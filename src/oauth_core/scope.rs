//! Scope decomposition and narrowing rules.

use std::collections::{HashMap, HashSet};

use super::error::{OAuthError, Result};

/// Decomposes scopes into atomic capabilities and recognises the maximal scope.
pub trait ScopeValidator: Send + Sync + 'static {
    /// Atomic capabilities granted by `scope`.
    fn capabilities(&self, scope: &str) -> HashSet<String>;

    /// Whether `scope` is the super-admin scope.
    fn is_maximal(&self, scope: &str) -> bool;

    /// Whether every capability of `requested` is held by `held`.
    fn is_subset(&self, requested: &str, held: &str) -> bool {
        let held = self.capabilities(held);
        self.capabilities(requested).iter().all(|cap| held.contains(cap))
    }

    /// Resolve the scope for a rotated token pair.
    ///
    /// No request keeps the held scope. A holder of the maximal scope may ask for
    /// anything. Everyone else may only narrow, and never to the maximal scope.
    fn narrow(&self, held: &str, requested: Option<&str>) -> Result<String> {
        let Some(requested) = requested else {
            return Ok(held.to_string());
        };
        if self.is_maximal(held) {
            return Ok(requested.to_string());
        }
        if self.is_maximal(requested) || !self.is_subset(requested, held) {
            return Err(OAuthError::InvalidScope);
        }
        Ok(requested.to_string())
    }
}

/// Space-delimited scopes where every word is a capability.
#[derive(Debug, Clone)]
pub struct DelimitedScopes {
    maximal: String,
}

impl DelimitedScopes {
    pub fn new(maximal: impl Into<String>) -> Self {
        DelimitedScopes { maximal: maximal.into() }
    }
}

impl Default for DelimitedScopes {
    fn default() -> Self {
        DelimitedScopes::new("*")
    }
}

impl ScopeValidator for DelimitedScopes {
    fn capabilities(&self, scope: &str) -> HashSet<String> {
        scope.split_whitespace().map(str::to_string).collect()
    }

    fn is_maximal(&self, scope: &str) -> bool {
        scope.trim() == self.maximal
    }
}

/// Named scopes that expand into capability sets, e.g. `editor` -> `read write publish`.
///
/// Words without a mapping stand for themselves.
#[derive(Debug, Clone, Default)]
pub struct MappedScopes {
    scopes: HashMap<String, HashSet<String>>,
    maximal: Option<String>,
}

impl MappedScopes {
    pub fn new() -> Self {
        Self::default()
    }

    /// Registers a named scope.
    pub fn scope<I, S>(mut self, name: impl Into<String>, capabilities: I) -> Self
    where
        I: IntoIterator<Item = S>,
        S: Into<String>,
    {
        self.scopes.insert(name.into(), capabilities.into_iter().map(Into::into).collect());
        self
    }

    /// Marks a named scope as the maximal one.
    pub fn maximal(mut self, name: impl Into<String>) -> Self {
        self.maximal = Some(name.into());
        self
    }
}

impl ScopeValidator for MappedScopes {
    fn capabilities(&self, scope: &str) -> HashSet<String> {
        let mut caps = HashSet::new();
        for word in scope.split_whitespace() {
            match self.scopes.get(word) {
                Some(mapped) => caps.extend(mapped.iter().cloned()),
                None => {
                    caps.insert(word.to_string());
                }
            }
        }
        caps
    }

    fn is_maximal(&self, scope: &str) -> bool {
        self.maximal.as_deref().is_some_and(|m| scope.trim() == m)
    }
}

#[cfg(test)]
mod tests {
    use super::*;

    #[test]
    fn absent_request_keeps_held_scope() {
        let scopes = DelimitedScopes::default();
        assert_eq!(scopes.narrow("read write", None).unwrap(), "read write");
    }

    #[test]
    fn narrowing_is_allowed() {
        let scopes = DelimitedScopes::default();
        assert_eq!(scopes.narrow("read write", Some("read")).unwrap(), "read");
        assert_eq!(scopes.narrow("read write", Some("write read")).unwrap(), "write read");
    }

    #[test]
    fn widening_is_rejected() {
        let scopes = DelimitedScopes::default();
        assert!(matches!(scopes.narrow("read", Some("read write")), Err(OAuthError::InvalidScope)));
    }

    #[test]
    fn maximal_scope_rules() {
        let scopes = DelimitedScopes::default();
        assert!(matches!(scopes.narrow("read write", Some("*")), Err(OAuthError::InvalidScope)));
        assert_eq!(scopes.narrow("*", Some("*")).unwrap(), "*");
        assert_eq!(scopes.narrow("*", Some("anything at all")).unwrap(), "anything at all");
    }

    #[test]
    fn mapped_scopes_expand() {
        let scopes = MappedScopes::new()
            .scope("editor", ["read", "write", "publish"])
            .scope("reader", ["read"])
            .scope("admin", ["read", "write", "publish", "manage"])
            .maximal("admin");
        assert!(scopes.is_subset("reader", "editor"));
        assert!(scopes.is_subset("read publish", "editor"));
        assert!(!scopes.is_subset("editor", "reader"));
        assert!(!scopes.is_subset("unknown", "editor"));
        assert!(matches!(scopes.narrow("editor", Some("admin")), Err(OAuthError::InvalidScope)));
        assert_eq!(scopes.narrow("admin", Some("reader")).unwrap(), "reader");
    }
}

◆ ◆ ◆

* _Directions for this task_
Copy out each entry precisely. Leave nothing out.

* _Answer to this problem_
filename src/oauth_core/scope.rs
//! Scope decomposition and narrowing rules.

use std::collections::{HashMap, HashSet};

use super::error::{OAuthError, Result};

/// Decomposes scopes into atomic capabilities and recognises the maximal scope.
pub trait ScopeValidator: Send + Sync + 'static {
    /// Atomic capabilities granted by `scope`.
    fn capabilities(&self, scope: &str) -> HashSet<String>;

    /// Whether `scope` is the super-admin scope.
    fn is_maximal(&self, scope: &str) -> bool;

    /// Whether every capability of `requested` is held by `held`.
    fn is_subset(&self, requested: &str, held: &str) -> bool {
        let held = self.capabilities(held);
        self.capabilities(requested).iter().all(|cap| held.contains(cap))
    }

    /// Resolve the scope for a rotated token pair.
    ///
    /// No request keeps the held scope. A holder of the maximal scope may ask for
    /// anything. Everyone else may only narrow, and never to the maximal scope.
    fn narrow(&self, held: &str, requested: Option<&str>) -> Result<String> {
        let Some(requested) = requested else {
            return Ok(held.to_string());
        };
        if self.is_maximal(held) {
            return Ok(requested.to_string());
        }
        if self.is_maximal(requested) || !self.is_subset(requested, held) {
            return Err(OAuthError::InvalidScope);
        }
        Ok(requested.to_string())
    }
}

/// Space-delimited scopes where every word is a capability.
#[derive(Debug, Clone)]
pub struct DelimitedScopes {
    maximal: String,
}

impl DelimitedScopes {
    pub fn new(maximal: impl Into<String>) -> Self {
        DelimitedScopes { maximal: maximal.into() }
    }
}

impl Default for DelimitedScopes {
    fn default() -> Self {
        DelimitedScopes::new("*")
    }
}

impl ScopeValidator for DelimitedScopes {
    fn capabilities(&self, scope: &str) -> HashSet<String> {
        scope.split_whitespace().map(str::to_string).collect()
    }

    fn is_maximal(&self, scope: &str) -> bool {
        scope.trim() == self.maximal
    }
}

/// Named scopes that expand into capability sets, e.g. `editor` -> `read write publish`.
///
/// Words without a mapping stand for themselves.
#[derive(Debug, Clone, Default)]
pub struct MappedScopes {
    scopes: HashMap<String, HashSet<String>>,
    maximal: Option<String>,
}

impl MappedScopes {
    pub fn new() -> Self {
        Self::default()
    }

    /// Registers a named scope.
    pub fn scope<I, S>(mut self, name: impl Into<String>, capabilities: I) -> Self
    where
        I: IntoIterator<Item = S>,
        S: Into<String>,
    {
        self.scopes.insert(name.into(), capabilities.into_iter().map(Into::into).collect());
        self
    }

    /// Marks a named scope as the maximal one.
    pub fn maximal(mut self, name: impl Into<String>) -> Self {
        self.maximal = Some(name.into());
        self
    }
}

impl ScopeValidator for MappedScopes {
    fn capabilities(&self, scope: &str) -> HashSet<String> {
        let mut caps = HashSet::new();
        for word in scope.split_whitespace() {
            match self.scopes.get(word) {
                Some(mapped) => caps.extend(mapped.iter().cloned()),
                None => {
                    caps.insert(word.to_string());
                }
            }
        }
        caps
    }

    fn is_maximal(&self, scope: &str) -> bool {
        self.maximal.as_deref().is_some_and(|m| scope.trim() == m)
    }
}

#[cfg(test)]
mod tests {
    use super::*;

    #[test]
    fn absent_request_keeps_held_scope() {
        let scopes = DelimitedScopes::default();
        assert_eq!(scopes.narrow("read write", None).unwrap(), "read write");
    }

    #[test]
    fn narrowing_is_allowed() {
        let scopes = DelimitedScopes::default();
        assert_eq!(scopes.narrow("read write", Some("read")).unwrap(), "read");
        assert_eq!(scopes.narrow("read write", Some("write read")).unwrap(), "write read");
    }

    #[test]
    fn widening_is_rejected() {
        let scopes = DelimitedScopes::default();
        assert!(matches!(scopes.narrow("read", Some("read write")), Err(OAuthError::InvalidScope)));
    }

    #[test]
    fn maximal_scope_rules() {
        let scopes = DelimitedScopes::default();
        assert!(matches!(scopes.narrow("read write", Some("*")), Err(OAuthError::InvalidScope)));
        assert_eq!(scopes.narrow("*", Some("*")).unwrap(), "*");
        assert_eq!(scopes.narrow("*", Some("anything at all")).unwrap(), "anything at all");
    }

    #[test]
    fn mapped_scopes_expand() {
        let scopes = MappedScopes::new()
            .scope("editor", ["read", "write", "publish"])
            .scope("reader", ["read"])
            .scope("admin", ["read", "write", "publish", "manage"])
            .maximal("admin");
        assert!(scopes.is_subset("reader", "editor"));
        assert!(scopes.is_subset("read publish", "editor"));
        assert!(!scopes.is_subset("editor", "reader"));
        assert!(!scopes.is_subset("unknown", "editor"));
        assert!(matches!(scopes.narrow("editor", Some("admin")), Err(OAuthError::InvalidScope)));
        assert_eq!(scopes.narrow("admin", Some("reader")).unwrap(), "reader");
    }
}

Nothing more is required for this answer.